29 Oct 2019 - {{hitsCtrl.values.hits}}
People’s Leasing & Finance PLC reported muted performance for the September quarter as the company experienced a de-growth in loans and leases while the provisions for doubtful loans rose as the economic malaise in the wider economy hit the country’s largest standalone non-bank lender.
The People’s Leasing & Finance group, which has its own general insurance company and a few other subsidiaries, reported earnings of 88 cents a share or Rs.1.39 billion in the July-September quarter (2Q20), compared to 80 cents a share or Rs.1.27 billion reported for the same period, last year.
The company’s share ended 1.78 percent or 30 cents lower at Rs.16.60 at yesterday’s market close.

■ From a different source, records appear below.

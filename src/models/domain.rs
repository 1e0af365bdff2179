// ============================================================================
// 领域模型：食谱、制作程序、出品模式、购物清单条目
// 字段命名与 JSON 数据源 / PostgREST 返回保持一致
// ============================================================================

use serde::{Deserialize, Deserializer, Serialize};
use std::fmt;
use std::str::FromStr;

// ============================================================================
// 出品模式
// ============================================================================

/// 出品模式：挖球（口感扎实）或软冰淇淋（顺滑），或两者皆可
#[derive(Serialize, Deserialize, Clone, Copy, Debug, PartialEq, Eq, Hash, Default)]
#[serde(rename_all = "kebab-case")]
pub enum ScoopMode {
    Scoop,
    SoftServe,
    #[default]
    Both,
}

impl ScoopMode {
    pub fn as_str(&self) -> &'static str {
        match self {
            ScoopMode::Scoop => "scoop",
            ScoopMode::SoftServe => "soft-serve",
            ScoopMode::Both => "both",
        }
    }
}

// ============================================================================
// 制作程序
// ============================================================================

/// 机器上的制作程序（即甜品类别）
#[derive(Serialize, Deserialize, Clone, Copy, Debug, PartialEq, Eq, Hash, Default)]
#[serde(rename_all = "kebab-case")]
pub enum Program {
    /// 新建食谱表单的默认选项
    #[default]
    IceCream,
    LiteIceCream,
    Gelato,
    Sorbet,
    FrozenYogurt,
    FrozenCustard,
    FruitWhip,
    Creamifit,
    Milkshake,
}

/// 大多数程序三种模式都可用
const ANY_MODE: &[ScoopMode] = &[ScoopMode::Scoop, ScoopMode::SoftServe, ScoopMode::Both];

impl Program {
    /// 全部程序，顺序与新建食谱表单的下拉框一致
    pub const ALL: [Program; 9] = [
        Program::IceCream,
        Program::LiteIceCream,
        Program::Gelato,
        Program::Sorbet,
        Program::FrozenYogurt,
        Program::FrozenCustard,
        Program::FruitWhip,
        Program::Creamifit,
        Program::Milkshake,
    ];

    pub fn as_str(&self) -> &'static str {
        match self {
            Program::IceCream => "ice-cream",
            Program::LiteIceCream => "lite-ice-cream",
            Program::Gelato => "gelato",
            Program::Sorbet => "sorbet",
            Program::FrozenYogurt => "frozen-yogurt",
            Program::FrozenCustard => "frozen-custard",
            Program::FruitWhip => "fruit-whip",
            Program::Creamifit => "creamifit",
            Program::Milkshake => "milkshake",
        }
    }

    /// 界面显示名称
    pub fn label(&self) -> &'static str {
        match self {
            Program::IceCream => "冰淇淋",
            Program::LiteIceCream => "轻盈冰淇淋",
            Program::Gelato => "意式冰淇淋",
            Program::Sorbet => "雪葩",
            Program::FrozenYogurt => "冻酸奶",
            Program::FrozenCustard => "冻蛋奶",
            Program::FruitWhip => "果泥冰沙",
            Program::Creamifit => "CreamiFit",
            Program::Milkshake => "奶昔",
        }
    }

    /// 该程序允许的出品模式
    pub fn allowed_modes(&self) -> &'static [ScoopMode] {
        match self {
            Program::Gelato | Program::Sorbet => &[ScoopMode::Scoop],
            Program::Milkshake => &[ScoopMode::SoftServe],
            _ => ANY_MODE,
        }
    }
}

impl fmt::Display for Program {
    fn fmt(&self, f: &mut fmt::Formatter<'_>) -> fmt::Result {
        f.write_str(self.as_str())
    }
}

impl FromStr for Program {
    type Err = String;

    fn from_str(s: &str) -> Result<Self, Self::Err> {
        Program::ALL
            .iter()
            .copied()
            .find(|p| p.as_str() == s)
            .ok_or_else(|| format!("未知的制作程序：{}", s))
    }
}

// ============================================================================
// 食谱
// ============================================================================

/// 食谱记录
///
/// 兼容两种来源：静态 `recipes.json`（出品模式字段名为 `mode`）与
/// PostgREST 的 `recipes_full` 视图（字段名为 `scoop_mode`，数组可能为 null）。
#[derive(Serialize, Deserialize, Clone, Debug, PartialEq)]
pub struct Recipe {
    pub id: i64,
    pub title: String,
    #[serde(default)]
    pub base_flavor: Option<String>,
    #[serde(default, alias = "mode", deserialize_with = "null_as_default")]
    pub scoop_mode: ScoopMode,
    pub program: Program,
    #[serde(default)]
    pub calories: Option<u32>,
    #[serde(default)]
    pub protein: Option<String>,
    #[serde(default)]
    pub image: Option<String>,
    #[serde(default, deserialize_with = "null_as_default")]
    pub ingredients: Vec<String>,
    #[serde(default, deserialize_with = "null_as_default")]
    pub instructions: Vec<String>,
    #[serde(default, deserialize_with = "null_as_default")]
    pub tags: Vec<String>,
}

/// 静态 JSON 数据源的顶层结构：`{ "recipes": [...] }`
#[derive(Serialize, Deserialize, Clone, Debug)]
pub struct RecipeDocument {
    pub recipes: Vec<Recipe>,
}

/// 新建食谱表单提交的数据
#[derive(Serialize, Deserialize, Clone, Debug, Default)]
pub struct NewRecipe {
    pub title: String,
    #[serde(default)]
    pub base_flavor: Option<String>,
    #[serde(default)]
    pub scoop_mode: ScoopMode,
    #[serde(default)]
    pub program: Program,
    #[serde(default)]
    pub calories: Option<u32>,
    #[serde(default)]
    pub protein: Option<String>,
    #[serde(default)]
    pub image: Option<String>,
    #[serde(default)]
    pub ingredients: Vec<String>,
    #[serde(default)]
    pub instructions: Vec<String>,
}

// ============================================================================
// 购物清单条目
// ============================================================================

/// 购物清单中的一项
///
/// 同一配料出现在多个食谱中时各自保留一条，不做去重。
#[derive(Serialize, Deserialize, Clone, Debug, PartialEq, Eq)]
pub struct ShoppingItem {
    /// 配料原文
    pub text: String,
    /// 是否已勾选
    pub checked: bool,
    /// 来源食谱标题
    pub recipe: String,
}

// ============================================================================
// 视图状态
// ============================================================================

/// 主视图
#[derive(Serialize, Deserialize, Clone, Copy, Debug, PartialEq, Eq, Default)]
#[serde(rename_all = "kebab-case")]
pub enum View {
    #[default]
    Home,
    Scoop,
    SoftServe,
    Shopping,
}

impl View {
    /// 解析视图名称，无法识别的名称一律回落到首页
    pub fn parse_or_home(name: &str) -> View {
        match name.trim() {
            "scoop" => View::Scoop,
            "soft-serve" => View::SoftServe,
            "shopping" => View::Shopping,
            _ => View::Home,
        }
    }
}

/// 子视图：按制作程序过滤，或不过滤
#[derive(Clone, Copy, Debug, PartialEq, Eq, Default)]
pub enum SubView {
    #[default]
    All,
    Program(Program),
}

impl SubView {
    pub fn as_str(&self) -> &'static str {
        match self {
            SubView::All => "all",
            SubView::Program(p) => p.as_str(),
        }
    }
}

impl FromStr for SubView {
    type Err = String;

    fn from_str(s: &str) -> Result<Self, Self::Err> {
        match s.trim() {
            "all" => Ok(SubView::All),
            other => other.parse::<Program>().map(SubView::Program),
        }
    }
}

impl Serialize for SubView {
    fn serialize<S: serde::Serializer>(&self, serializer: S) -> Result<S::Ok, S::Error> {
        serializer.serialize_str(self.as_str())
    }
}

/// 把 JSON 中的 null 当作缺省值处理
fn null_as_default<'de, D, T>(deserializer: D) -> Result<T, D::Error>
where
    D: Deserializer<'de>,
    T: Deserialize<'de> + Default,
{
    Ok(Option::<T>::deserialize(deserializer)?.unwrap_or_default())
}

#[cfg(test)]
mod tests {
    use super::*;

    #[test]
    fn test_static_document_uses_mode_alias() {
        let json = r#"{ "recipes": [ {
            "id": 1, "title": "Mango Sorbet", "mode": "scoop", "program": "sorbet",
            "calories": 120, "protein": "1g", "image": "mango.jpg",
            "tags": ["Vegan"], "ingredients": ["mango", "sugar"], "instructions": ["blend", "freeze"]
        } ] }"#;
        let doc: RecipeDocument = serde_json::from_str(json).unwrap();
        let r = &doc.recipes[0];
        assert_eq!(r.scoop_mode, ScoopMode::Scoop);
        assert_eq!(r.program, Program::Sorbet);
        assert_eq!(r.calories, Some(120));
        assert_eq!(r.ingredients, vec!["mango", "sugar"]);
    }

    #[test]
    fn test_rest_row_with_nulls() {
        let json = r#"{
            "id": 9, "title": "Plain", "base_flavor": null, "scoop_mode": null,
            "program": "gelato", "calories": null, "protein": null, "image": null,
            "ingredients": null, "instructions": ["churn"], "tags": null
        }"#;
        let r: Recipe = serde_json::from_str(json).unwrap();
        assert_eq!(r.scoop_mode, ScoopMode::Both);
        assert!(r.ingredients.is_empty());
        assert!(r.tags.is_empty());
        assert_eq!(r.instructions, vec!["churn"]);
    }

    #[test]
    fn test_missing_mode_defaults_to_both() {
        let json = r#"{ "id": 2, "title": "Shake", "program": "milkshake" }"#;
        let r: Recipe = serde_json::from_str(json).unwrap();
        assert_eq!(r.scoop_mode, ScoopMode::Both);
    }

    #[test]
    fn test_program_round_trips_through_str() {
        for p in Program::ALL {
            assert_eq!(p.as_str().parse::<Program>().unwrap(), p);
            let json = serde_json::to_string(&p).unwrap();
            assert_eq!(json, format!("\"{}\"", p.as_str()));
        }
        assert!("soft-serve".parse::<Program>().is_err());
    }

    #[test]
    fn test_view_parse_falls_back_to_home() {
        assert_eq!(View::parse_or_home("scoop"), View::Scoop);
        assert_eq!(View::parse_or_home("soft-serve"), View::SoftServe);
        assert_eq!(View::parse_or_home("shopping"), View::Shopping);
        assert_eq!(View::parse_or_home("settings"), View::Home);
        assert_eq!(View::parse_or_home(""), View::Home);
    }

    #[test]
    fn test_sub_view_parse() {
        assert_eq!("all".parse::<SubView>().unwrap(), SubView::All);
        assert_eq!(
            "gelato".parse::<SubView>().unwrap(),
            SubView::Program(Program::Gelato)
        );
        assert!("chocolate".parse::<SubView>().is_err());
        assert_eq!(
            serde_json::to_string(&SubView::Program(Program::FrozenYogurt)).unwrap(),
            "\"frozen-yogurt\""
        );
    }

    #[test]
    fn test_new_recipe_defaults_program_and_mode() {
        let new: NewRecipe = serde_json::from_str(
            r#"{ "title": "Plain", "ingredients": ["milk"], "instructions": ["freeze"] }"#,
        )
        .unwrap();
        assert_eq!(new.program, Program::IceCream);
        assert_eq!(new.scoop_mode, ScoopMode::Both);
    }

    #[test]
    fn test_allowed_modes_table() {
        assert_eq!(Program::Gelato.allowed_modes(), &[ScoopMode::Scoop]);
        assert_eq!(Program::Milkshake.allowed_modes(), &[ScoopMode::SoftServe]);
        assert!(Program::IceCream.allowed_modes().contains(&ScoopMode::Both));
    }
}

People’s Leasing & Finance became the first non-bank lender to kick start the third quarter earnings season of FY19, which is not expected to be much different from the subdued earnings seasons in the first and second quarters in 2019.
Meanwhile, for the six months ended September 30, 2019, the company reported earnings of Rs.1.29 a share or Rs.2.05 billion, compared to the earnings of Rs.1.47 a share or Rs.2.33 billion reported for the same period, last year.
The growth in the top line or the interest income was also muted as there had been a complete absence in the growth in the loans and leases.
The interest income during the quarter grew 6.5 percent year-on-year (YoY) to Rs.8.48 billion while the growth during the six months was 9.2 percent to
Rs.16.8 billion.
The loans and receivables portfolio, which contains loans to both retail and institutional clients, fell by Rs.2.5 billion to Rs.154.5 billion during the six months to September 30.
Growth in the Sri Lankan economy sputtered during the last five years due to toxic politics, which trumped economics while the Easter attacks this year killed even the remaining animal spirits in the economy.
At People’s Leasing & Finance, the provisions for possible bad loans or the impairments rose to Rs.1.66 billion during the six months to September 30, up from Rs.1.12 billion YoY.
The company raised nearly Rs.12 billion in deposits but the bulk of them were used to settle the loans to banks, due to the absence of
lending opportunities.
Analysts say People’s Leasing & Finance is a bellwether for the rest of the companies in both the bank and non-bank sectors, which are yet to release their interim accounts for the quarter
under review.
State banking giant People’s Bank holds 75 percent of the shares of People’s Leasing & Finance while the state-managed private sector pension fund, the Employees’ Provident Fund, has a 5.43 percent stake of the company.